Additional sources of bias related to pancreatic cancer biomarker development have emerged in recent years. For example, the presence of obstructive jaundice, whether the result of cancer or from benign causes is associated with higher levels of certain blood proteins.5–7 The significance of this finding is that obstructive jaundice may place the validity of biomarker data at risk. Essentially, it was observed that the presence of obstructive jaundice in patients with PDAC increased the sensitivity of candidate biomarkers for the detection of PDAC over controls and thereby contributed false-positive findings.5 Understanding comorbidities and how they affect the performance of biomarkers is also important. Some 45% to 65% of patients with PDAC have PDAC-associated diabetes mellitus.8 This condition may contribute to the heterogeneity in performance of candidate biomarkers.9 If diabetes mellitus is not taken into consideration, then potentially valuable markers may be dismissed, even though they may facilitate the detection of a subset of patients with PDAC, such as those with diabetes or those without diabetes.

Undoubtedly, one of the greatest biomarker-related challenges in this field is finding biomarkers that accurately distinguish PDAC from other diseases of the pancreas, where overlapping signs and symptoms make differential clinical diagnosis difficult. Indeed, many promising candidate biomarkers, which are excellent at differentiating healthy individuals from patients with PDAC, show disappointing specificity when challenged to discriminate patients with PDAC from patients with chronic pancreatitis (CP). Although some small-scale studies have shown promise, the general performance of biomarkers including that of the gold standard cancer antigen 19-9 (CA19-9) in differentiating PDAC from CP is modest, and improvements are needed. In this issue, Mayerle, Lerch and colleagues describe a breakthrough in this respect, with the identification of a metabolite-based biomarker signature which distinguishes PDAC from CP with much greater accuracy than is achieved by CA19-9 alone.

Metabolomics, the study of metabolites or ‘chemical fingerprints’ related to specific cellular processes, is emerging as a formidable means of detecting disease-induced alterations in metabolism. In this issue, Mayerle and coworkers10 describe global analysis of blood metabolites including lipids to find candidate metabolites that distinguish PDAC from CP. The study was designed to accurately exclude suspected pancreatic cancer in patients with CP, with emphasis placed on optimising the negative predictive value (NPV).

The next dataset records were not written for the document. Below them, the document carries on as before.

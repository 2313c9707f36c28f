mod rate;

use clap::{Parser, Subcommand};
use tracing_subscriber::EnvFilter;

use crate::rate::RateArgs;

#[derive(Debug, Parser)]
#[command(name = "lowerated")]
#[command(about = "Score reviews per attribute with a text-completion model")]
struct Cli {
    #[command(subcommand)]
    command: Commands,
}

#[derive(Debug, Subcommand)]
enum Commands {
    /// List the entities in the attribute catalog
    Entities,
    /// List the default attributes for an entity
    Attributes {
        /// Entity name as it appears in the catalog
        entity: String,
    },
    /// Score reviews for an entity and print attribute scores as JSON
    Rate(RateArgs),
}

#[tokio::main]
async fn main() -> anyhow::Result<()> {
    let cli = Cli::parse();

    let config = lowerated_core::load_app_config()?;
    let env_filter = EnvFilter::try_from_default_env()
        .or_else(|_| EnvFilter::try_new(config.log_level.clone()))?;
    tracing_subscriber::fmt()
        .with_env_filter(env_filter)
        .with_writer(std::io::stderr)
        .init();

    match cli.command {
        Commands::Entities => {
            let catalog = lowerated_core::load_catalog(&config.catalog_path)?;
            for entity in catalog.entities() {
                println!("{entity}");
            }
        }
        Commands::Attributes { entity } => {
            let catalog = lowerated_core::load_catalog(&config.catalog_path)?;
            let attributes = catalog
                .attributes(&entity)
                .ok_or_else(|| anyhow::anyhow!("entity '{entity}' is not in the catalog"))?;
            for attribute in attributes {
                println!("{attribute}");
            }
        }
        Commands::Rate(args) => rate::run_rate(&config, args).await?,
    }

    Ok(())
}

#[cfg(test)]
mod tests;
use std::path::PathBuf;

use serde::Serialize;

/// What the aggregator does when a single chunk request fails.
///
/// Serializes to the same names `LOWERATED_FAILURE_POLICY` accepts.
#[derive(Debug, Clone, Copy, Default, PartialEq, Eq, Serialize)]
#[serde(rename_all = "snake_case")]
pub enum FailurePolicy {
    /// The first failed chunk aborts the whole call. No partial sums survive.
    #[default]
    Abort,
    /// Failed chunks are reported and left out of the average.
    #[serde(rename = "skip")]
    SkipFailed,
}

impl std::fmt::Display for FailurePolicy {
    fn fmt(&self, f: &mut std::fmt::Formatter<'_>) -> std::fmt::Result {
        match self {
            FailurePolicy::Abort => write!(f, "abort"),
            FailurePolicy::SkipFailed => write!(f, "skip"),
        }
    }
}

#[derive(Clone)]
pub struct AppConfig {
    pub openai_api_key: Option<String>,
    pub completion_base_url: String,
    pub model: String,
    pub max_tokens: u32,
    pub temperature: f32,
    pub chunk_size: usize,
    pub request_timeout_secs: u64,
    pub max_concurrent_requests: usize,
    pub max_retries: u32,
    pub retry_backoff_base_ms: u64,
    pub failure_policy: FailurePolicy,
    pub catalog_path: PathBuf,
    pub log_level: String,
}

impl std::fmt::Debug for AppConfig {
    fn fmt(&self, f: &mut std::fmt::Formatter<'_>) -> std::fmt::Result {
        f.debug_struct("AppConfig")
            .field(
                "openai_api_key",
                &self.openai_api_key.as_ref().map(|_| "[redacted]"),
            )
            .field("completion_base_url", &self.completion_base_url)
            .field("model", &self.model)
            .field("max_tokens", &self.max_tokens)
            .field("temperature", &self.temperature)
            .field("chunk_size", &self.chunk_size)
            .field("request_timeout_secs", &self.request_timeout_secs)
            .field("max_concurrent_requests", &self.max_concurrent_requests)
            .field("max_retries", &self.max_retries)
            .field("retry_backoff_base_ms", &self.retry_backoff_base_ms)
            .field("failure_policy", &self.failure_policy)
            .field("catalog_path", &self.catalog_path)
            .field("log_level", &self.log_level)
            .finish()
    }
}
use crate::app_config::{AppConfig, FailurePolicy};
use crate::ConfigError;

/// Load application configuration from environment variables.
///
/// Calls `dotenvy::dotenv().ok()` to load `.env` files before reading env vars.
///
/// # Errors
///
/// Returns `ConfigError` if a value is present but invalid.
pub fn load_app_config() -> Result<AppConfig, ConfigError> {
    dotenvy::dotenv().ok();
    load_app_config_from_env()
}

/// Load application configuration from environment variables already in the process.
///
/// Unlike [`load_app_config`], this does NOT load `.env` files.
///
/// # Errors
///
/// Returns `ConfigError` if a value is present but invalid.
pub fn load_app_config_from_env() -> Result<AppConfig, ConfigError> {
    build_app_config(|key| std::env::var(key))
}

/// Build application configuration using the provided env-var lookup function.
///
/// Decoupled from the real environment so tests can drive it with a `HashMap`.
fn build_app_config<F>(lookup: F) -> Result<AppConfig, ConfigError>
where
    F: Fn(&str) -> Result<String, std::env::VarError>,
{
    use std::path::PathBuf;

    let or_default = |var: &str, default: &str| -> String {
        lookup(var).unwrap_or_else(|_| default.to_string())
    };

    let invalid = |var: &str, reason: String| ConfigError::InvalidEnvVar {
        var: var.to_string(),
        reason,
    };

    let parse_u32 = |var: &str, default: &str| -> Result<u32, ConfigError> {
        or_default(var, default)
            .parse::<u32>()
            .map_err(|e| invalid(var, e.to_string()))
    };

    let parse_u64 = |var: &str, default: &str| -> Result<u64, ConfigError> {
        or_default(var, default)
            .parse::<u64>()
            .map_err(|e| invalid(var, e.to_string()))
    };

    let parse_nonzero_u64 = |var: &str, default: &str| -> Result<u64, ConfigError> {
        let value = parse_u64(var, default)?;
        if value == 0 {
            return Err(invalid(var, "must be greater than zero".to_string()));
        }
        Ok(value)
    };

    let parse_nonzero_usize = |var: &str, default: &str| -> Result<usize, ConfigError> {
        let value = or_default(var, default)
            .parse::<usize>()
            .map_err(|e| invalid(var, e.to_string()))?;
        if value == 0 {
            return Err(invalid(var, "must be greater than zero".to_string()));
        }
        Ok(value)
    };

    let openai_api_key = lookup("OPENAI_API_KEY")
        .ok()
        .filter(|key| !key.trim().is_empty());
    let completion_base_url = or_default(
        "LOWERATED_COMPLETION_BASE_URL",
        "https://api.openai.com/v1",
    );
    let model = or_default("LOWERATED_MODEL", "gpt-3.5-turbo");
    let max_tokens = parse_u32("LOWERATED_MAX_TOKENS", "150")?;

    let temperature = or_default("LOWERATED_TEMPERATURE", "0.7")
        .parse::<f32>()
        .map_err(|e| invalid("LOWERATED_TEMPERATURE", e.to_string()))?;
    if !(0.0..=2.0).contains(&temperature) {
        return Err(invalid(
            "LOWERATED_TEMPERATURE",
            format!("{temperature} is outside 0.0..=2.0"),
        ));
    }

    let chunk_size = parse_nonzero_usize("LOWERATED_CHUNK_SIZE", "4000")?;
    let request_timeout_secs = parse_nonzero_u64("LOWERATED_REQUEST_TIMEOUT_SECS", "60")?;
    let max_concurrent_requests = parse_nonzero_usize("LOWERATED_MAX_CONCURRENT_REQUESTS", "1")?;
    let max_retries = parse_u32("LOWERATED_MAX_RETRIES", "0")?;
    let retry_backoff_base_ms = parse_u64("LOWERATED_RETRY_BACKOFF_BASE_MS", "1000")?;
    let failure_policy = parse_failure_policy(&or_default("LOWERATED_FAILURE_POLICY", "abort"))?;
    let catalog_path = PathBuf::from(or_default(
        "LOWERATED_CATALOG_PATH",
        "./config/entities.json",
    ));
    let log_level = or_default("LOWERATED_LOG_LEVEL", "info");

    Ok(AppConfig {
        openai_api_key,
        completion_base_url,
        model,
        max_tokens,
        temperature,
        chunk_size,
        request_timeout_secs,
        max_concurrent_requests,
        max_retries,
        retry_backoff_base_ms,
        failure_policy,
        catalog_path,
        log_level,
    })
}

/// Parse a string into a `FailurePolicy` variant.
fn parse_failure_policy(s: &str) -> Result<FailurePolicy, ConfigError> {
    match s {
        "abort" => Ok(FailurePolicy::Abort),
        "skip" => Ok(FailurePolicy::SkipFailed),
        other => Err(ConfigError::InvalidEnvVar {
            var: "LOWERATED_FAILURE_POLICY".to_string(),
            reason: format!("unknown policy '{other}'; expected 'abort' or 'skip'"),
        }),
    }
}

#[cfg(test)]
#[path = "config_test.rs"]
mod tests;
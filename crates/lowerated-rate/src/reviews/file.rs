use std::path::Path;

use crate::error::RateError;

use super::{parse_reviews, ReviewFormat};

fn format_of(path: &Path) -> Result<ReviewFormat, RateError> {
    let name = path
        .file_name()
        .map(|n| n.to_string_lossy().into_owned())
        .unwrap_or_default();
    ReviewFormat::from_file_name(&name)
}

fn io_error(path: &Path, source: std::io::Error) -> RateError {
    RateError::Io {
        path: path.display().to_string(),
        source,
    }
}

/// Read reviews from a local `.csv` or `.txt` file.
///
/// # Errors
///
/// Returns [`RateError::UnsupportedFormat`] for any other extension,
/// [`RateError::Io`] if the file cannot be read, or [`RateError::Csv`] if a
/// CSV record is malformed.
pub fn read_reviews_file(path: &Path) -> Result<Vec<String>, RateError> {
    let format = format_of(path)?;
    let bytes = std::fs::read(path).map_err(|e| io_error(path, e))?;

    let reviews = parse_reviews(&bytes, format)?;
    tracing::debug!(path = %path.display(), count = reviews.len(), "read reviews from file");
    Ok(reviews)
}

/// Async counterpart of [`read_reviews_file`] for use on the runtime.
///
/// # Errors
///
/// Same as [`read_reviews_file`].
pub async fn load_reviews_file(path: &Path) -> Result<Vec<String>, RateError> {
    let format = format_of(path)?;
    let bytes = tokio::fs::read(path).await.map_err(|e| io_error(path, e))?;

    let reviews = parse_reviews(&bytes, format)?;
    tracing::debug!(path = %path.display(), count = reviews.len(), "loaded reviews from file");
    Ok(reviews)
}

An impressive 914 subjects were recruited from three German centres and samples were divided into exploratory, training and test sets. Gas chromatography–mass spectrometry and liquid chromatography–tandem mass spectrometry were undertaken to generate metabolomic profiles of serum or plasma. This led to the identification of 477 metabolites which fell into 10 ontology classes, the majority belonging to lipids, fatty acids and related metabolites. A total of 29 metabolites were significantly altered between PDAC and CP in serum and plasma of the training set. Subsequently, an Elastic Net algorithm, applied to plasma samples from the training set of 158 subjects (n=78 PDAC; n=80 CP) identified nine metabolite signature plus CA19-9 which, in the training set, achieved an impressive area under the receiver operating characteristic curve of 0.96 in discriminating PDAC from CP. The NPV was 99.9%, assuming a cumulative incidence of 1.95% of PDAC in the CP population. The performance of the biomarker signature was similarly effective in an independent test set of plasma samples with a resultant NPV of 99.8%. Reassuringly, when the biomarker panel was challenged to discriminate resectable pancreatic cancer from CP, it did so with high accuracy in both training and test sets. Thus, the biomarker signature is effective at a time point in the disease pathway when surgical intervention is an effective treatment option.

Given that the signature was derived from training on PDAC and CP samples, it was interesting to know whether it could distinguish patients with PDAC from control subjects devoid of pancreatic disease. It emerged that the distinguishing features of the biomarker signature related to PDAC, rather than CP, as biomarker scores for CP overlapped with the non-pancreatic disease controls. In test sets, the biomarker signature was not superior to CA19-9 at distinguishing either PDAC or resectable PDAC from non-pancreatic controls. Thus, consistent with the aim of the study, the strength of the biomarker signature lies in its ability to distinguish PDAC from CP and in the high NPV achieved. Notably, the biomarker signature incurred fewer false positives and detected more true positives than CA19-9 alone.

In summary, the authors recruited patients from three centres in Germany to achieve a uniquely large study, in which extensive metabolite analysis led to a trained and validated biomarker signature that accurately discriminates PDAC from CP. This study uncovers the potential of metabolomics for the diagnosis of PDAC and indeed for cancer diagnostics in general.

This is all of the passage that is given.